EXERCISE DETAILS:
Which lines hold the string "impl"? Copy each of them from the material below.
━━━
//! Admin configuration parsed from environment variables.

use std::path::PathBuf;

use crate::error::ConfigError;

pub const BASE_URL_VAR: &str = "CMS_API_BASE_URL";
pub const TOKEN_VAR: &str = "CMS_API_TOKEN";
pub const REQUEST_TIMEOUT_VAR: &str = "CMS_REQUEST_TIMEOUT_SECS";
pub const CONNECT_TIMEOUT_VAR: &str = "CMS_CONNECT_TIMEOUT_SECS";
pub const CACHE_DIR_VAR: &str = "CMS_LAYOUT_CACHE_DIR";
pub const LAYOUT_AS_STRING_VAR: &str = "CMS_LAYOUT_AS_STRING";

pub const DEFAULT_REQUEST_TIMEOUT_SECS: u64 = 30;
pub const DEFAULT_CONNECT_TIMEOUT_SECS: u64 = 10;

#[derive(Debug, Clone, Copy, PartialEq, Eq)]
pub struct RequestTimeouts {
    pub request_secs: u64,
    pub connect_secs: u64,
}

impl Default for RequestTimeouts {
    fn default() -> Self {
        Self { request_secs: DEFAULT_REQUEST_TIMEOUT_SECS, connect_secs: DEFAULT_CONNECT_TIMEOUT_SECS }
    }
}

#[derive(Debug, Clone, PartialEq, Eq)]
pub struct AdminConfig {
    /// REST API root, without a trailing slash.
    pub api_base_url: String,
    /// Bearer token sent with every request, if any.
    pub api_token: Option<String>,
    pub timeouts: RequestTimeouts,
    /// Directory for last-known-good layouts. Caching is off when unset.
    pub cache_dir: Option<PathBuf>,
    /// Save layouts as a JSON-encoded string rather than a nested object,
    /// for backends whose layout column is plain text.
    pub layout_as_string: bool,
}

impl AdminConfig {
    /// Build typed config from environment variables.
    ///
    /// Required:
    /// - `CMS_API_BASE_URL`: `http://` or `https://` API root
    ///
    /// Optional:
    /// - `CMS_API_TOKEN`: bearer token
    /// - `CMS_REQUEST_TIMEOUT_SECS`: default 30
    /// - `CMS_CONNECT_TIMEOUT_SECS`: default 10
    /// - `CMS_LAYOUT_CACHE_DIR`: enables the local layout cache
    /// - `CMS_LAYOUT_AS_STRING`: `true`/`false` (default false)
    ///
    /// # Errors
    ///
    /// Returns [`ConfigError`] if the base URL is missing or any value is malformed.
    pub fn from_env() -> Result<Self, ConfigError> {
        Self::from_lookup(|var| std::env::var(var).ok())
    }

    /// Build typed config from an arbitrary variable source.
    ///
    /// Empty values count as unset.
    ///
    /// # Errors
    ///
    /// Same as [`AdminConfig::from_env`].
    pub fn from_lookup<F>(lookup: F) -> Result<Self, ConfigError>
    where
        F: Fn(&'static str) -> Option<String>,
    {
        let get = |var| lookup(var).map(|v| v.trim().to_owned()).filter(|v| !v.is_empty());

        let api_base_url = parse_base_url(get(BASE_URL_VAR))?;
        let timeouts = RequestTimeouts {
            request_secs: parse_secs(REQUEST_TIMEOUT_VAR, get(REQUEST_TIMEOUT_VAR), DEFAULT_REQUEST_TIMEOUT_SECS)?,
            connect_secs: parse_secs(CONNECT_TIMEOUT_VAR, get(CONNECT_TIMEOUT_VAR), DEFAULT_CONNECT_TIMEOUT_SECS)?,
        };
        let layout_as_string = parse_bool(LAYOUT_AS_STRING_VAR, get(LAYOUT_AS_STRING_VAR))?;

        Ok(Self {
            api_base_url,
            api_token: get(TOKEN_VAR),
            timeouts,
            cache_dir: get(CACHE_DIR_VAR).map(PathBuf::from),
            layout_as_string,
        })
    }
}

fn parse_base_url(raw: Option<String>) -> Result<String, ConfigError> {
    let raw = raw.ok_or(ConfigError::Missing { var: BASE_URL_VAR })?;
    if !(raw.starts_with("http://") || raw.starts_with("https://")) {
        return Err(ConfigError::Invalid { var: BASE_URL_VAR, value: raw, reason: "expected an http(s) URL" });
    }
    Ok(raw.trim_end_matches('/').to_owned())
}

fn parse_secs(var: &'static str, raw: Option<String>, default: u64) -> Result<u64, ConfigError> {
    let Some(raw) = raw else {
        return Ok(default);
    };
    match raw.parse::<u64>() {
        Ok(0) => Err(ConfigError::Invalid { var, value: raw, reason: "must be greater than zero" }),
        Ok(secs) => Ok(secs),
        Err(_) => Err(ConfigError::Invalid { var, value: raw, reason: "expected whole seconds" }),
    }
}

fn parse_bool(var: &'static str, raw: Option<String>) -> Result<bool, ConfigError> {
    let Some(raw) = raw else {
        return Ok(false);
    };
    match raw.to_ascii_lowercase().as_str() {
        "1" | "true" | "yes" | "on" => Ok(true),
        "0" | "false" | "no" | "off" => Ok(false),
        _ => Err(ConfigError::Invalid { var, value: raw, reason: "expected true or false" }),
    }
}

#[cfg(test)]
#[path = "config_test.rs"]
mod tests;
━━━
EXERCISE RESPONSE:
impl Default for RequestTimeouts {
impl AdminConfig {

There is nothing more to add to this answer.